INPUT MATERIAL:

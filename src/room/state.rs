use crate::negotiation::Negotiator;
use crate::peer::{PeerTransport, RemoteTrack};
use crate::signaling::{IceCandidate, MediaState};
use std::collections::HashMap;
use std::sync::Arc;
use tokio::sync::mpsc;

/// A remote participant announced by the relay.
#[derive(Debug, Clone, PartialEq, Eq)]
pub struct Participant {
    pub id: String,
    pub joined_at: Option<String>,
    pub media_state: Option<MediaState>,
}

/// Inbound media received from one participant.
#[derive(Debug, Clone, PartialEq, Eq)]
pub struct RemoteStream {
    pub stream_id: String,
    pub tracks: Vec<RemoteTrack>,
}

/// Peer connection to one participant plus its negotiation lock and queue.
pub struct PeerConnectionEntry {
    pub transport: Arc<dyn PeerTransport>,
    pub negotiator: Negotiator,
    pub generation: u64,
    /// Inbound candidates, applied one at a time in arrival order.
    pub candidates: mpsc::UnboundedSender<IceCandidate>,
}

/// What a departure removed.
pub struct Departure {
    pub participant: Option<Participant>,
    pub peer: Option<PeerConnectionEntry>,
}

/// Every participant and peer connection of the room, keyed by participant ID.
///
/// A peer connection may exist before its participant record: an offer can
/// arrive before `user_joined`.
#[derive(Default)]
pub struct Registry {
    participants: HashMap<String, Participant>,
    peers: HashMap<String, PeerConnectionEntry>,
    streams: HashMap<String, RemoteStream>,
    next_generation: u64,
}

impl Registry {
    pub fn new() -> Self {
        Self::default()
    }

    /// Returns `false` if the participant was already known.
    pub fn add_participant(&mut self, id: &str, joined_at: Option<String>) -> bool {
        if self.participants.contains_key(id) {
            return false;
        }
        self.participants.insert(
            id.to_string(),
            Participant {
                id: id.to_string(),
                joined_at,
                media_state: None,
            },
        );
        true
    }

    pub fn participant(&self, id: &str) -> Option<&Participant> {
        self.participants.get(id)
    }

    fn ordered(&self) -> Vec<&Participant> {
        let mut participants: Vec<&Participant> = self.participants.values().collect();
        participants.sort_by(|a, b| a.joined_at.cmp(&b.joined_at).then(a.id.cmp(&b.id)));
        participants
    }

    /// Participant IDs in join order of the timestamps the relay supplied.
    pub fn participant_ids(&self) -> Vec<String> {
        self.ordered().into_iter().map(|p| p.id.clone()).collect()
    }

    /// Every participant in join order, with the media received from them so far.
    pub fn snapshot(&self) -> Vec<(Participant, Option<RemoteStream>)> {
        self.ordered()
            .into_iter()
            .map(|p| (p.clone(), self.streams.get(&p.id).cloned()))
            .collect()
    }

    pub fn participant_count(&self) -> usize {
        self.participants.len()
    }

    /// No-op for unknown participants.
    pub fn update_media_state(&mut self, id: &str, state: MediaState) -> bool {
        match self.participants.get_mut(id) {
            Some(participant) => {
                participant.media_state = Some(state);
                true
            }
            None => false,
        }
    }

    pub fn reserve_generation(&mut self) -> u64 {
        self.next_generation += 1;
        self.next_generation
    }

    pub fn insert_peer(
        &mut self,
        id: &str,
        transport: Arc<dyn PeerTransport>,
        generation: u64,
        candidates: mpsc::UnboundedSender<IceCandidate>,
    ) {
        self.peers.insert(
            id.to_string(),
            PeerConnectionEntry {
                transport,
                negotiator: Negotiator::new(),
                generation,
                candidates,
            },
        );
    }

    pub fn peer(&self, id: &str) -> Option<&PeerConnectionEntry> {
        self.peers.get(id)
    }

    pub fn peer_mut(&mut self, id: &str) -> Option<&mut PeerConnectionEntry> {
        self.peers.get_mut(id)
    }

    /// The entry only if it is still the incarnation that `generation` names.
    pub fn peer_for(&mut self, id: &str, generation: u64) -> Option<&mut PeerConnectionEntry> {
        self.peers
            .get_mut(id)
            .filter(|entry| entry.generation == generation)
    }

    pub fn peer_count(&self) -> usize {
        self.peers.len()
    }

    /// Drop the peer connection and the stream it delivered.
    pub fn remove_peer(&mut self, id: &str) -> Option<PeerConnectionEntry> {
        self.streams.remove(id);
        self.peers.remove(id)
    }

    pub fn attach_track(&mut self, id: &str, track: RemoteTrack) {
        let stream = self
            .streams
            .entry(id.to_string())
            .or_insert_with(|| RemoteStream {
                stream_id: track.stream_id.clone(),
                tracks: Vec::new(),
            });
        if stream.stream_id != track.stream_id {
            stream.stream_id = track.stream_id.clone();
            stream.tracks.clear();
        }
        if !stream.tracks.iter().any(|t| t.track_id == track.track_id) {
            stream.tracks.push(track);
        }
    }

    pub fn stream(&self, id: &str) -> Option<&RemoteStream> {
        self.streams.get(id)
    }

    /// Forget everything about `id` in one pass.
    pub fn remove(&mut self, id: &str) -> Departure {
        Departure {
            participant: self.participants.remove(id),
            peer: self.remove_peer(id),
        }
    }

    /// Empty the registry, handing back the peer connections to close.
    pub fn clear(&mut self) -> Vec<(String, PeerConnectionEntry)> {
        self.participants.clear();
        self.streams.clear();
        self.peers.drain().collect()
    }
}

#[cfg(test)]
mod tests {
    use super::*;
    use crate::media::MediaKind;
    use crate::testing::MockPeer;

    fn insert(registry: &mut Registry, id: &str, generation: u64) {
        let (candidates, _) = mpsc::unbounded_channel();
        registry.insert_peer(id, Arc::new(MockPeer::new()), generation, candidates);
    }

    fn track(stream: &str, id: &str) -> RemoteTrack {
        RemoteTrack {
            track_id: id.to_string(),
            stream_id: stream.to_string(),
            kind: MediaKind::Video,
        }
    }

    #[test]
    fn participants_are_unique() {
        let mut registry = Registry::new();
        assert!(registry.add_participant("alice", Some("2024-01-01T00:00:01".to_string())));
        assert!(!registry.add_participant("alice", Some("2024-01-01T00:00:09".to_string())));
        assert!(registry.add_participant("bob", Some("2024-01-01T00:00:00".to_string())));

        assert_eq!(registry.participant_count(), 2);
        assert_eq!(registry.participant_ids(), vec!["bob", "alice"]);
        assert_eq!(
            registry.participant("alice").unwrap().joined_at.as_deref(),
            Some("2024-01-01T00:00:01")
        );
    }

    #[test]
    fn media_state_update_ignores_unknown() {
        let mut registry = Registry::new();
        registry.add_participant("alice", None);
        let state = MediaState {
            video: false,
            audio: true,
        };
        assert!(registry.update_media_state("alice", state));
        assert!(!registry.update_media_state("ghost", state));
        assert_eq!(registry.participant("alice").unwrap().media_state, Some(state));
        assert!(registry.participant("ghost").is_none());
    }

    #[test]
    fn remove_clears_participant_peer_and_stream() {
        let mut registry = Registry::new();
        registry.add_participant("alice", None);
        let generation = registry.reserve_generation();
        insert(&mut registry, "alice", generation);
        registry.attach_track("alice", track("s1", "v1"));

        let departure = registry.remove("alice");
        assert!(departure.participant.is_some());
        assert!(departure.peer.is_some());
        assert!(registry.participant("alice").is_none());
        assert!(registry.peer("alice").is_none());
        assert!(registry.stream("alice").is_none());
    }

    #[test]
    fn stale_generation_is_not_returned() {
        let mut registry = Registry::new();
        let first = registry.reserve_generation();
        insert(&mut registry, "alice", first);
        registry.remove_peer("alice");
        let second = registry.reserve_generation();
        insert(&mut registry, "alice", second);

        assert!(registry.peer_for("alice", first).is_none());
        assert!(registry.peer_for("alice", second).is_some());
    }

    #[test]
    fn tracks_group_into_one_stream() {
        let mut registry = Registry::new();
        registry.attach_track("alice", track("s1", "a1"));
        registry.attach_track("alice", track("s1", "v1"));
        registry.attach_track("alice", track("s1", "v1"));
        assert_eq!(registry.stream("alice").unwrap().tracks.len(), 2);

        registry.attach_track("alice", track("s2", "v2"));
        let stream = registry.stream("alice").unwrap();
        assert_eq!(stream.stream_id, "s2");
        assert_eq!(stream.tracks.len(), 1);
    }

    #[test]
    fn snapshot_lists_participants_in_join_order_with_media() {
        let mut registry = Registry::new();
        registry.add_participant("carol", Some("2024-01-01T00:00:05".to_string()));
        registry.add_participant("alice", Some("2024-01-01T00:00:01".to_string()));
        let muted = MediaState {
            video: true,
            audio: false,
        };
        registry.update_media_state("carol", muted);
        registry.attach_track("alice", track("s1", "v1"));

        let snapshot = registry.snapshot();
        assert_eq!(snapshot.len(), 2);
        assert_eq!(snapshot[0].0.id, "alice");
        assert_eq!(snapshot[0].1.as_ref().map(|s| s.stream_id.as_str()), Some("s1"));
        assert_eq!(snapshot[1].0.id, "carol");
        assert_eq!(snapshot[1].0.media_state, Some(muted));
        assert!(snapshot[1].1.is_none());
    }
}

EXERCISE: If a line in the listing contains the string "IceCandidate", copy it.

EXPECTED ANSWER:
use crate::signaling::{IceCandidate, MediaState};
    pub candidates: mpsc::UnboundedSender<IceCandidate>,
        candidates: mpsc::UnboundedSender<IceCandidate>,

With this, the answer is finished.